Feb 3, 16 4:04am
66 days until Oz Comic Con!
Mar 21, 15 3:49pm
It's probably a good thing Cash Converters isn't like AG&J on Pawn Stars
Polarity blogged
Jan 18, 15 2:37am

6. Shovel Knight
5. Middle-Earth: Shadow Of Mordor
4. Earth Defense Force 2025
3. Alien Isolation
2. Transistor
1. Bayonetta 2

2014 marked a bit of a strange time for the industry. While still selling reasonably well, it was rather clear that people were beginning to see past the smoke and mirrors of the hype train, and seeing some of these games for what they really were. Between Watch Dogs being mediocre at best, Metal Gear Solid V: Ground Zeroes being about 3 seconds long and Assassin's Creed Unity being almost as broken as Action 52, it was clear that people aren't just going to accept any old thing unless it's actually good. Granted, people are still aboard the Pokemon train and Call Of Duty jumbo jet, but hey, the latter has its moments and the former was a pretty good remake of a pretty good game (though it barely missed the mark necessary to be on the list), so all isn't lost.

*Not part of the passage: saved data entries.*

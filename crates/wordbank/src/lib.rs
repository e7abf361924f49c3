//! Wordbank: repair, flatten and check hand-authored vocabulary files.
//!
//! Vocabulary files are JavaScript-flavored data literals: an
//! `export default` declaration, `//` comments, trailing commas and nested
//! groups of `{word, word_id}` records. Wordbank turns them into strict JSON,
//! flattens the groups, and reports duplicate words, duplicate ids and words
//! that break the format rules.
//!
//! # Known limitations
//!
//! - A `//` inside a string value is treated as a comment.
//! - A trailing comma before `}` is not repaired and fails to parse.
//!
//! # Example
//!
//! ```no_run
//! use wordbank::Wordbank;
//!
//! let wordbank = Wordbank::new();
//! let outcome = wordbank.normalize("life.js", "life_fixed.js").unwrap();
//! println!("Records: {}", outcome.record_count());
//!
//! let report = wordbank.check("life_fixed.js").unwrap();
//! println!("Issues: {}", report.issue_count());
//! ```

pub mod bundle;
pub mod dataset;
pub mod error;
pub mod input;
pub mod output;
pub mod validation;

mod wordbank;

pub use crate::wordbank::{
    fixed_path_for, NormalizeOutcome, Wordbank, WordbankConfig, DEFAULT_FIXED_FILE,
    DEFAULT_RAW_FILE,
};
pub use bundle::{Bundle, BundleRow, BundleSource};
pub use dataset::{flatten, Dataset, Record};
pub use error::{Result, WordbankError};
pub use input::{Parser, ParserConfig, SourceMetadata, Stripper};
pub use output::Serializer;
pub use validation::{
    FormatIssue, FormatRules, Observation, ObservationType, Severity, ValidationReport,
};
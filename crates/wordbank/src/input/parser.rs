//! Vocabulary file loader: read, strip, parse strictly, flatten.

use std::fs;
use std::path::Path;

use serde_json::Value;
use tracing::debug;

use crate::dataset::{flatten, Dataset};
use crate::error::{Result, WordbankError};

use super::source::SourceMetadata;
use super::strip::{Stripper, DEFAULT_EXPORT_PREFIX};

/// Parser configuration.
#[derive(Debug, Clone)]
pub struct ParserConfig {
    /// Export declaration removed before parsing.
    pub export_prefix: String,
}

impl Default for ParserConfig {
    fn default() -> Self {
        Self {
            export_prefix: DEFAULT_EXPORT_PREFIX.to_string(),
        }
    }
}

/// Loads vocabulary files into a flat [`Dataset`].
#[derive(Debug, Clone)]
pub struct Parser {
    stripper: Stripper,
}

impl Parser {
    /// Create a parser with default configuration.
    pub fn new() -> Self {
        Self {
            stripper: Stripper::new(),
        }
    }

    /// Create a parser with custom configuration.
    pub fn with_config(config: &ParserConfig) -> Result<Self> {
        Ok(Self {
            stripper: Stripper::with_prefix(&config.export_prefix)?,
        })
    }

    /// Read a file and return its records with source metadata.
    pub fn parse_file(&self, path: impl AsRef<Path>) -> Result<(Dataset, SourceMetadata)> {
        let path = path.as_ref();

        let contents = fs::read(path).map_err(|e| WordbankError::io(path, e))?;
        let text = String::from_utf8(contents).map_err(|source| WordbankError::Encoding {
            path: path.to_path_buf(),
            source,
        })?;
        debug!(path = %path.display(), bytes = text.len(), "read vocabulary file");

        let dataset = self.parse_str(&text)?;
        let source = SourceMetadata::from_contents(path.to_path_buf(), text.as_bytes())
            .with_record_count(dataset.len());

        Ok((dataset, source))
    }

    /// Strip, parse and flatten text already in memory.
    pub fn parse_str(&self, raw: &str) -> Result<Dataset> {
        let stripped = self.stripper.strip(raw);
        let root = parse_strict(&stripped)?;
        let dataset = flatten(root)?;
        debug!(records = dataset.len(), "flattened dataset");
        Ok(dataset)
    }

    /// Access the stripper this parser uses.
    pub fn stripper(&self) -> &Stripper {
        &self.stripper
    }
}

impl Default for Parser {
    fn default() -> Self {
        Self::new()
    }
}

/// Parse strict JSON, reporting the failing line on error.
///
/// Line and column are 1-based, the column counted in characters;
/// `context` is the trimmed text of that line.
pub fn parse_strict(text: &str) -> Result<Value> {
    serde_json::from_str(text).map_err(|e| {
        let line = e.line();
        let line_text = line
            .checked_sub(1)
            .and_then(|idx| text.split('\n').nth(idx))
            .unwrap_or_default();

        WordbankError::Parse {
            line,
            column: char_column(line_text, e.column()),
            message: strip_position(&e.to_string()),
            context: line_text.trim().to_string(),
        }
    })
}

/// Convert serde_json's byte column into a character column on `line`.
///
/// A column inside a multi-byte character snaps to that character; bytes
/// past the end of the line count one each.
fn char_column(line: &str, byte_column: usize) -> usize {
    let Some(offset) = byte_column.checked_sub(1) else {
        return 0;
    };
    let mut end = offset.min(line.len());
    while !line.is_char_boundary(end) {
        end -= 1;
    }
    line[..end].chars().count() + 1 + offset.saturating_sub(line.len())
}

/// serde_json appends " at line X column Y"; the error carries those separately.
fn strip_position(message: &str) -> String {
    match message.rfind(" at line ") {
        Some(idx) => message[..idx].to_string(),
        None => message.to_string(),
    }
}
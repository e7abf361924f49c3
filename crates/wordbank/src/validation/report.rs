//! Collected validation results for one dataset.

use chrono::{DateTime, Utc};
use serde::{Deserialize, Serialize};

use crate::input::SourceMetadata;

use super::observation::{DuplicateId, DuplicateWord, FormatViolation, Observation, Severity};

/// The three reports produced by a check run.
#[derive(Debug, Clone, Serialize, Deserialize)]
pub struct ValidationReport {
    /// File the dataset came from, when it came from a file.
    #[serde(skip_serializing_if = "Option::is_none")]
    pub source: Option<SourceMetadata>,
    /// Number of records scanned.
    pub total_records: usize,
    pub word_duplicates: Vec<DuplicateWord>,
    pub id_duplicates: Vec<DuplicateId>,
    pub format_violations: Vec<FormatViolation>,
    pub checked_at: DateTime<Utc>,
}

impl ValidationReport {
    /// Sort observations into their reports, keeping their order.
    pub fn from_observations(total_records: usize, observations: Vec<Observation>) -> Self {
        let mut report = Self {
            source: None,
            total_records,
            word_duplicates: Vec::new(),
            id_duplicates: Vec::new(),
            format_violations: Vec::new(),
            checked_at: Utc::now(),
        };

        for observation in observations {
            match observation {
                Observation::DuplicateWord(d) => report.word_duplicates.push(d),
                Observation::DuplicateId(d) => report.id_duplicates.push(d),
                Observation::FormatViolation(v) => report.format_violations.push(v),
            }
        }

        report
    }

    /// Attach source metadata.
    pub fn with_source(mut self, source: SourceMetadata) -> Self {
        self.source = Some(source);
        self
    }

    /// True when no report has any entry.
    pub fn is_clean(&self) -> bool {
        self.issue_count() == 0
    }

    pub fn issue_count(&self) -> usize {
        self.word_duplicates.len() + self.id_duplicates.len() + self.format_violations.len()
    }

    /// Highest severity present, if any.
    pub fn max_severity(&self) -> Option<Severity> {
        self.observations().map(|o| o.severity()).max()
    }

    /// All entries as observations, grouped by report.
    pub fn observations(&self) -> impl Iterator<Item = Observation> + '_ {
        let words = self
            .word_duplicates
            .iter()
            .cloned()
            .map(Observation::DuplicateWord);
        let ids = self.id_duplicates.iter().cloned().map(Observation::DuplicateId);
        let formats = self
            .format_violations
            .iter()
            .cloned()
            .map(Observation::FormatViolation);
        words.chain(ids).chain(formats)
    }
}
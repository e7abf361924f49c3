//! Merge several vocabulary files into one categorized row list.

use std::path::{Path, PathBuf};
use std::str::FromStr;

use serde::{Deserialize, Serialize};
use serde_json::Value;

use crate::error::{Result, WordbankError};
use crate::input::SourceMetadata;
use crate::output::{to_pretty_json, write_text};
use crate::validation::DuplicateId;

/// One input of a bundle: a file and the category its rows get.
#[derive(Debug, Clone, PartialEq, Eq)]
pub struct BundleSource {
    pub category: String,
    pub path: PathBuf,
}

impl BundleSource {
    pub fn new(category: impl Into<String>, path: impl Into<PathBuf>) -> Result<Self> {
        let category = category.into();
        if category.trim().is_empty() {
            return Err(WordbankError::Config(
                "bundle category must not be empty".to_string(),
            ));
        }
        Ok(Self {
            category,
            path: path.into(),
        })
    }
}

impl FromStr for BundleSource {
    type Err = WordbankError;

    /// Parse `CATEGORY=PATH`.
    fn from_str(s: &str) -> Result<Self> {
        let (category, path) = s.split_once('=').ok_or_else(|| {
            WordbankError::Config(format!("expected CATEGORY=PATH, got '{}'", s))
        })?;
        Self::new(category.trim(), path.trim())
    }
}

/// One row of the merged word list.
///
/// `word_id` and `word` are copied from the record as-is; a field the record
/// lacks is left out of the row.
#[derive(Debug, Clone, PartialEq, Serialize, Deserialize)]
pub struct BundleRow {
    #[serde(default, skip_serializing_if = "Option::is_none")]
    pub word_id: Option<Value>,
    #[serde(default, skip_serializing_if = "Option::is_none")]
    pub word: Option<Value>,
    pub category: String,
}

/// Rows from every source, plus the ids that collide across them.
#[derive(Debug, Clone, Serialize, Deserialize)]
pub struct Bundle {
    pub sources: Vec<SourceMetadata>,
    pub rows: Vec<BundleRow>,
    /// Ids used by more than one row, across all sources.
    pub conflicts: Vec<DuplicateId>,
}

impl Bundle {
    /// Number of rows carrying the given category.
    pub fn category_count(&self, category: &str) -> usize {
        self.rows.iter().filter(|r| r.category == category).count()
    }

    /// The rows as a JSON array, 2-space indented, non-ASCII kept literal.
    pub fn to_json(&self) -> Result<String> {
        to_pretty_json(&self.rows, b"  ")
    }

    /// Write the rows to `path`, replacing any existing file.
    pub fn save(&self, path: impl AsRef<Path>) -> Result<()> {
        let text = self.to_json()?;
        write_text(path.as_ref(), &text)
    }
}
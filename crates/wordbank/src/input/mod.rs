//! Input loading: syntax stripping, strict parsing and source metadata.

mod parser;
mod source;
mod strip;

pub use parser::{parse_strict, Parser, ParserConfig};
pub use source::{content_hash, SourceMetadata};
pub use strip::{Stripper, DEFAULT_EXPORT_PREFIX};
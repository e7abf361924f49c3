//! Data source metadata.

use std::path::PathBuf;

use chrono::{DateTime, Utc};
use serde::{Deserialize, Serialize};
use sha2::{Digest, Sha256};

/// Metadata about a vocabulary file that was read or written.
#[derive(Debug, Clone, Serialize, Deserialize)]
pub struct SourceMetadata {
    /// File name without path.
    pub file: String,
    /// Full path to the file.
    pub path: PathBuf,
    /// SHA-256 hash of the file contents.
    pub hash: String,
    /// File size in bytes.
    pub size_bytes: u64,
    /// Number of records after flattening.
    pub record_count: usize,
    /// When the file was read or written.
    pub loaded_at: DateTime<Utc>,
}

impl SourceMetadata {
    /// Build metadata from the raw bytes of a file.
    pub fn from_contents(path: PathBuf, contents: &[u8]) -> Self {
        let file = path
            .file_name()
            .map(|s| s.to_string_lossy().into_owned())
            .unwrap_or_default();

        Self {
            file,
            path,
            hash: content_hash(contents),
            size_bytes: contents.len() as u64,
            record_count: 0,
            loaded_at: Utc::now(),
        }
    }

    /// Set the record count.
    pub fn with_record_count(mut self, count: usize) -> Self {
        self.record_count = count;
        self
    }
}

/// Hash file contents as `sha256:<hex>`.
pub fn content_hash(contents: &[u8]) -> String {
    let mut hasher = Sha256::new();
    hasher.update(contents);
    format!("sha256:{:x}", hasher.finalize())
}
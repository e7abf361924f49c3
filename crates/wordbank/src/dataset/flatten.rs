//! Recursive flattening of nested record groups.

use serde_json::Value;
use tracing::debug;

use crate::error::{Result, WordbankError};

use super::record::{Dataset, Record};

/// Collapse an arbitrarily nested array of arrays of objects into one
/// ordered dataset.
///
/// Objects become records in encounter order, nested arrays are walked
/// depth-first, and every other value is dropped. A root that is not an
/// array is an error.
pub fn flatten(root: Value) -> Result<Dataset> {
    match root {
        Value::Array(items) => {
            let mut dataset = Dataset::new();
            collect(items, &mut dataset);
            Ok(dataset)
        }
        other => Err(WordbankError::RootNotArray {
            found: json_type_name(&other),
        }),
    }
}

fn collect(items: Vec<Value>, dataset: &mut Dataset) {
    for item in items {
        match item {
            Value::Array(inner) => collect(inner, dataset),
            Value::Object(map) => dataset.push(Record::new(map)),
            other => debug!(kind = json_type_name(&other), "dropping non-record value"),
        }
    }
}

/// Name of a JSON value's type, for messages.
pub fn json_type_name(value: &Value) -> &'static str {
    match value {
        Value::Null => "null",
        Value::Bool(_) => "a boolean",
        Value::Number(_) => "a number",
        Value::String(_) => "a string",
        Value::Array(_) => "an array",
        Value::Object(_) => "an object",
    }
}
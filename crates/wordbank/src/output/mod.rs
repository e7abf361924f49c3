//! Output rendering and file writing.

mod serializer;

pub use serializer::Serializer;
pub(crate) use serializer::{to_pretty_json, write_text};
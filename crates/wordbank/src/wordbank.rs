//! Main Wordbank struct and public API.

use std::path::{Path, PathBuf};

use serde::{Deserialize, Serialize};
use tracing::{debug, info};

use crate::bundle::{Bundle, BundleRow, BundleSource};
use crate::dataset::Dataset;
use crate::error::{Result, WordbankError};
use crate::input::{Parser, ParserConfig, SourceMetadata, DEFAULT_EXPORT_PREFIX};
use crate::output::Serializer;
use crate::validation::{find_duplicate_ids, FormatRules, ValidationEngine, ValidationReport};

/// Largest accepted indent width.
const MAX_INDENT_WIDTH: usize = 16;

/// Configuration for wordbank runs.
#[derive(Debug, Clone)]
pub struct WordbankConfig {
    /// Export declaration stripped on read and written on output.
    pub export_prefix: String,
    /// Spaces per indent level in normalized output.
    pub indent_width: usize,
    /// Word format limits used by `check`.
    pub format_rules: FormatRules,
}

impl Default for WordbankConfig {
    fn default() -> Self {
        Self {
            export_prefix: DEFAULT_EXPORT_PREFIX.to_string(),
            indent_width: 4,
            format_rules: FormatRules::default(),
        }
    }
}

impl WordbankConfig {
    pub fn with_export_prefix(mut self, prefix: impl Into<String>) -> Self {
        self.export_prefix = prefix.into();
        self
    }

    pub fn with_indent_width(mut self, width: usize) -> Self {
        self.indent_width = width;
        self
    }

    pub fn with_max_word_len(mut self, max: usize) -> Self {
        self.format_rules.max_word_len = max;
        self
    }

    /// Reject values that would produce unreadable or unparseable output.
    pub fn validate(&self) -> Result<()> {
        if self.export_prefix.trim().is_empty() {
            return Err(WordbankError::Config(
                "export prefix must not be empty".to_string(),
            ));
        }
        if self.indent_width == 0 || self.indent_width > MAX_INDENT_WIDTH {
            return Err(WordbankError::Config(format!(
                "indent width must be between 1 and {}, got {}",
                MAX_INDENT_WIDTH, self.indent_width
            )));
        }
        Ok(())
    }
}

/// Result of a normalize run.
#[derive(Debug, Clone, Serialize, Deserialize)]
pub struct NormalizeOutcome {
    /// The file that was read.
    pub source: SourceMetadata,
    /// The file that was written.
    pub output: SourceMetadata,
    /// Whether the written text differs from the input text.
    pub changed: bool,
}

impl NormalizeOutcome {
    pub fn record_count(&self) -> usize {
        self.output.record_count
    }

    pub fn output_path(&self) -> &Path {
        &self.output.path
    }
}

/// The main entry point: load, normalize, check and bundle vocabulary files.
pub struct Wordbank {
    config: WordbankConfig,
    parser: Parser,
    serializer: Serializer,
    validation: ValidationEngine,
}

impl Wordbank {
    /// Create a new instance with default configuration.
    pub fn new() -> Self {
        let config = WordbankConfig::default();
        Self {
            parser: Parser::new(),
            serializer: Serializer::new(),
            validation: ValidationEngine::with_rules(config.format_rules.clone()),
            config,
        }
    }

    /// Create an instance with custom configuration.
    pub fn with_config(config: WordbankConfig) -> Result<Self> {
        config.validate()?;

        let parser = Parser::with_config(&ParserConfig {
            export_prefix: config.export_prefix.clone(),
        })?;
        let serializer = Serializer::with_options(&config.export_prefix, config.indent_width);
        let validation = ValidationEngine::with_rules(config.format_rules.clone());

        Ok(Self {
            config,
            parser,
            serializer,
            validation,
        })
    }

    pub fn config(&self) -> &WordbankConfig {
        &self.config
    }

    /// Load a file into a flat dataset. An empty dataset is an error.
    pub fn load(&self, path: impl AsRef<Path>) -> Result<(Dataset, SourceMetadata)> {
        let path = path.as_ref();
        let (dataset, source) = self.parser.parse_file(path)?;

        if dataset.is_empty() {
            return Err(WordbankError::EmptyData(format!(
                "no records found in '{}'",
                path.display()
            )));
        }

        Ok((dataset, source))
    }

    /// Repair and flatten `input`, then write it to `output`.
    ///
    /// On any error before the write, `output` is left untouched.
    pub fn normalize(
        &self,
        input: impl AsRef<Path>,
        output: impl AsRef<Path>,
    ) -> Result<NormalizeOutcome> {
        let output = output.as_ref();
        let (dataset, source) = self.load(input)?;

        let text = self.serializer.write(&dataset, output)?;
        info!(
            records = dataset.len(),
            output = %output.display(),
            "wrote normalized dataset"
        );

        let output = SourceMetadata::from_contents(output.to_path_buf(), text.as_bytes())
            .with_record_count(dataset.len());
        let changed = output.hash != source.hash;

        Ok(NormalizeOutcome {
            source,
            output,
            changed,
        })
    }

    /// Load `input` and run every validator over it.
    pub fn check(&self, input: impl AsRef<Path>) -> Result<ValidationReport> {
        let (dataset, source) = self.load(input)?;
        Ok(self.check_dataset(&dataset).with_source(source))
    }

    /// Run every validator over a dataset already in memory.
    pub fn check_dataset(&self, dataset: &Dataset) -> ValidationReport {
        let observations = self.validation.validate(dataset);
        debug!(observations = observations.len(), "validation finished");
        ValidationReport::from_observations(dataset.len(), observations)
    }

    /// Merge several files into categorized rows and find id conflicts
    /// across all of them.
    pub fn bundle(&self, sources: &[BundleSource]) -> Result<Bundle> {
        if sources.is_empty() {
            return Err(WordbankError::Config(
                "bundle needs at least one source".to_string(),
            ));
        }

        let mut rows = Vec::new();
        let mut ids = Vec::new();
        let mut metadata = Vec::with_capacity(sources.len());

        for source in sources {
            let (dataset, meta) = self.load(&source.path)?;
            for record in &dataset {
                rows.push(BundleRow {
                    word_id: record.get("word_id").cloned(),
                    word: record.get("word").cloned(),
                    category: source.category.clone(),
                });
                ids.push((record.word_id(), record.word()));
            }
            metadata.push(meta);
        }

        let conflicts = find_duplicate_ids(ids);
        if !conflicts.is_empty() {
            info!(conflicts = conflicts.len(), "bundle has conflicting ids");
        }

        Ok(Bundle {
            sources: metadata,
            rows,
            conflicts,
        })
    }
}

impl Default for Wordbank {
    fn default() -> Self {
        Self::new()
    }
}

/// Default input for `normalize`.
pub const DEFAULT_RAW_FILE: &str = "life.js";

/// Default output of `normalize` and input of `check`.
pub const DEFAULT_FIXED_FILE: &str = "life_fixed.js";

/// Default output path next to `input`: `<stem>_fixed.<ext>`.
pub fn fixed_path_for(input: &Path) -> PathBuf {
    let stem = input.file_stem().unwrap_or_default().to_string_lossy();
    let name = match input.extension() {
        Some(ext) => format!("{}_fixed.{}", stem, ext.to_string_lossy()),
        None => format!("{}_fixed", stem),
    };
    input.with_file_name(name)
}
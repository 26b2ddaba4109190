//! A loadable module built as a real shared object, exercising the
//! production loading path end to end.

use dso_link::{ Module, Registrar, Subsystem };

#[derive( Default )]
struct FixtureApi {
    ping: Option<Box<dyn Fn() -> i32 + Send + Sync>>,
}

static FIXTURE: Subsystem<FixtureApi> = Subsystem::new( "fixture", "loading fixture APIs", 1 );

/// The registration entry point the batch loader resolves and invokes.
#[no_mangle]
pub fn dso_link_module_register( registrar: &mut Registrar<'_> ) {
    let handle = FIXTURE.declare(
        Module::new( "shared object fixture", FixtureApi { ping: Some( Box::new(|| 42 )) }),
    );
    if let Err( err ) = registrar.register( &FIXTURE, handle ) {
        eprintln!( "fixture registration rejected: {err}" );
    }
}

/// Reports (registered modules, modules holding a library keep-alive) from
/// this object's own registry.
#[no_mangle]
pub fn fixture_registered_modules() -> ( usize, usize ) {
    let mut dynamic = 0 ;
    FIXTURE.for_each(| module | {
        if module.is_dynamic() {
            dynamic += 1 ;
        }
    });
    ( FIXTURE.len(), dynamic )
}
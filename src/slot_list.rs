//! Arena-backed circular doubly-linked list.
//!
//! The registry substrate. Nodes live in a slot arena and are addressed by
//! stable [`NodeIndex`] handles; each slot carries explicit `next`/`prev`
//! indices, so insertion and removal are O(1) without raw pointer aliasing.
//! Slot 0 is the sentinel head. A node whose links both refer to itself is
//! **detached**; a list whose sentinel self-loops is **empty**.
//!
//! The list never drops values on removal - it only rewires indices. Callers
//! that embed records here (the subsystem registry) keep them for the process
//! lifetime.

/// Index of the sentinel slot.
const HEAD: usize = 0 ;

/// Marker written into a removed node's links. Out of range for any arena,
/// so reusing a removed node without resetting it faults loudly instead of
/// corrupting its neighbours.
const POISONED: usize = usize::MAX ;

/// Stable handle to a slot in a [`SlotList`].
///
/// Handles are only meaningful for the list that allocated them.
#[derive( Debug, Clone, Copy, PartialEq, Eq, Hash )]
pub struct NodeIndex( pub(crate) usize );

struct Slot<T> {
    next: usize,
    prev: usize,
    /// `None` only for the sentinel.
    value: Option<T>,
}

/// Circular doubly-linked list over an arena of slots.
pub struct SlotList<T> {
    slots: Vec<Slot<T>>,
}

impl<T> SlotList<T> {

    /// Creates an empty list. The sentinel is allocated on first use so this
    /// can initialise a `static`.
    #[must_use]
    pub const fn new() -> Self {
        Self { slots: Vec::new() }
    }

    fn ensure_head( &mut self ) {
        if self.slots.is_empty() {
            self.slots.push( Slot { next: HEAD, prev: HEAD, value: None });
        }
    }

    /// Appends a detached slot holding `value` and returns its handle.
    pub fn alloc( &mut self, value: T ) -> NodeIndex {
        self.ensure_head();
        let index = self.slots.len();
        self.slots.push( Slot { next: index, prev: index, value: Some( value ) });
        NodeIndex( index )
    }

    /// Returns whether `node` is a live handle into this list.
    #[must_use]
    pub fn contains( &self, node: NodeIndex ) -> bool {
        node.0 != HEAD && self.slots.get( node.0 ).is_some_and(| slot | slot.value.is_some() )
    }

    /// Borrows the value held by `node`, if the handle is live.
    #[must_use]
    pub fn get( &self, node: NodeIndex ) -> Option<&T> {
        self.slots.get( node.0 ).and_then(| slot | slot.value.as_ref() )
    }

    /// Mutably borrows the value held by `node`, if the handle is live.
    pub fn get_mut( &mut self, node: NodeIndex ) -> Option<&mut T> {
        self.slots.get_mut( node.0 ).and_then(| slot | slot.value.as_mut() )
    }

    /// O(1) sentinel self-loop check.
    #[must_use]
    pub fn is_empty( &self ) -> bool {
        self.slots.first().is_none_or(| head | head.next == HEAD )
    }

    /// O(1) node self-loop check. A node is detached when it was never
    /// inserted, or was removed through [`SlotList::remove_and_reset`].
    #[must_use]
    pub fn is_detached( &self, node: NodeIndex ) -> bool {
        self.slots.get( node.0 ).is_some_and(| slot | slot.next == node.0 && slot.prev == node.0 )
    }

    /// Number of linked nodes. O(n), diagnostic use.
    #[must_use]
    pub fn len( &self ) -> usize {
        self.iter().count()
    }

    fn link( &mut self, prev: usize, next: usize, node: usize ) {
        // `node`'s links are overwritten regardless of prior content.
        self.slots[node].prev = prev ;
        self.slots[node].next = next ;
        self.slots[prev].next = node ;
        self.slots[next].prev = node ;
    }

    /// Links `node` directly after `existing`, which must already be a member
    /// (or the position reached through [`SlotList::push_front`]).
    pub fn insert_after( &mut self, existing: NodeIndex, node: NodeIndex ) {
        let next = self.slots[existing.0].next ;
        self.link( existing.0, next, node.0 );
    }

    /// Links `node` directly before `existing`, which must already be a member.
    pub fn insert_before( &mut self, existing: NodeIndex, node: NodeIndex ) {
        let prev = self.slots[existing.0].prev ;
        self.link( prev, existing.0, node.0 );
    }

    /// Links `node` at the head of the list.
    pub fn push_front( &mut self, node: NodeIndex ) {
        let next = self.slots[HEAD].next ;
        self.link( HEAD, next, node.0 );
    }

    /// Links `node` at the tail of the list.
    pub fn push_back( &mut self, node: NodeIndex ) {
        let prev = self.slots[HEAD].prev ;
        self.link( prev, HEAD, node.0 );
    }

    /// Unlinks `node` from the list and poisons its links.
    ///
    /// A second `remove` of the same node is a programming error and panics
    /// rather than silently corrupting the list. Use
    /// [`SlotList::remove_and_reset`] where teardown must be idempotent.
    ///
    /// # Panics
    /// Panics if `node` was already removed without an intervening reset.
    pub fn remove( &mut self, node: NodeIndex ) {
        let Slot { next, prev, .. } = self.slots[node.0] ;
        assert!( next != POISONED && prev != POISONED, "node removed twice without reset" );
        self.slots[prev].next = next ;
        self.slots[next].prev = prev ;
        self.slots[node.0].next = POISONED ;
        self.slots[node.0].prev = POISONED ;
    }

    /// Unlinks `node` (if linked) and resets it to the detached self-loop.
    ///
    /// Idempotent: safe on detached and already-removed nodes, after which
    /// the node may be reinserted.
    pub fn remove_and_reset( &mut self, node: NodeIndex ) {
        let Slot { next, prev, .. } = self.slots[node.0] ;
        if next != POISONED && prev != POISONED && next != node.0 {
            self.slots[prev].next = next ;
            self.slots[next].prev = prev ;
        }
        self.slots[node.0].next = node.0 ;
        self.slots[node.0].prev = node.0 ;
    }

    /// First linked node, if any.
    #[must_use]
    pub fn first( &self ) -> Option<NodeIndex> {
        let head = self.slots.first()?;
        match head.next {
            HEAD => None,
            next => Some( NodeIndex( next )),
        }
    }

    /// Last linked node, if any.
    #[must_use]
    pub fn last( &self ) -> Option<NodeIndex> {
        let head = self.slots.first()?;
        match head.prev {
            HEAD => None,
            prev => Some( NodeIndex( prev )),
        }
    }

    /// Node following `node`, or `None` at the tail or on a removed node.
    #[must_use]
    pub fn successor( &self, node: NodeIndex ) -> Option<NodeIndex> {
        match self.slots.get( node.0 )?.next {
            HEAD | POISONED => None,
            next => Some( NodeIndex( next )),
        }
    }

    /// Node preceding `node`, or `None` at the front or on a removed node.
    #[must_use]
    pub fn predecessor( &self, node: NodeIndex ) -> Option<NodeIndex> {
        match self.slots.get( node.0 )?.prev {
            HEAD | POISONED => None,
            prev => Some( NodeIndex( prev )),
        }
    }

    /// Lazy forward traversal from head to tail.
    pub fn iter( &self ) -> Iter<'_, T> {
        Iter { list: self, current: self.first() }
    }

    /// Removal-safe traversal: each node's successor is captured before the
    /// node is yielded, so `visit` may remove the node it was handed without
    /// corrupting the walk.
    pub fn for_each_node( &mut self, mut visit: impl FnMut( &mut Self, NodeIndex )) {
        let mut current = self.first();
        while let Some( node ) = current {
            current = self.successor( node );
            visit( self, node );
        }
    }

}

impl<T> Default for SlotList<T> {
    fn default() -> Self { Self::new() }
}

/// Forward iterator over linked nodes. See [`SlotList::iter`].
pub struct Iter<'a, T> {
    list: &'a SlotList<T>,
    current: Option<NodeIndex>,
}

impl<'a, T> Iterator for Iter<'a, T> {
    type Item = ( NodeIndex, &'a T );

    fn next( &mut self ) -> Option<Self::Item> {
        let node = self.current?;
        self.current = self.list.successor( node );
        Some(( node, self.list.get( node )? ))
    }
}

Which brings us to the AAA games that were excellent this year – Middle-Earth: Shadow Of Mordor and Alien Isolation. Both of these games couldn't be any different. Shadow Of Mordor could very well be the Sleeping Dogs of spectacle fighters where traditional modern gameplay elements congeal into their own, providing the player with a smooth fighting engine (courtesy of the Arkham games), excellently designed open world with a fantastic array of sidequests and places where you can do some cool parkour moves (thanks Assassin's Creed), and the Nemesis system. It's a system that I'd love to see expanded on by other games as it offers plenty of opportunities for more dynamic enemy encounters than what Shadow Of Mordor offers (an orc makes a getaway and comes back later on, only stronger; or you question grunts as to the whereabouts of their leader). It's through the rest of the elements being some excellent that Shadow Of Mordor finds it way onto the list. On the other side of the spectrum is Alien Isolation, a first person survival horror game where you have to get away from the alien or else, it will kill you. There's no two ways around it – it gets to you, you die. You swat it away with whatever you have, there's a chance of getting away. There are a few flaws, such as some of the moments feeling more scripted than anything, the alien being affixed to your ass while being totally oblivious half the time and being dumber than a sack of rocks, and the 31 flavors of false endings for the last few hours; but it's totally clear that the seeds left behind by Silent Hill: Downpour, ZombiU and The Last Of Us have blossomed into a beautiful, blood red rose given the amount of tension derived from not only getting away from the alien, but also anything else that may attack you.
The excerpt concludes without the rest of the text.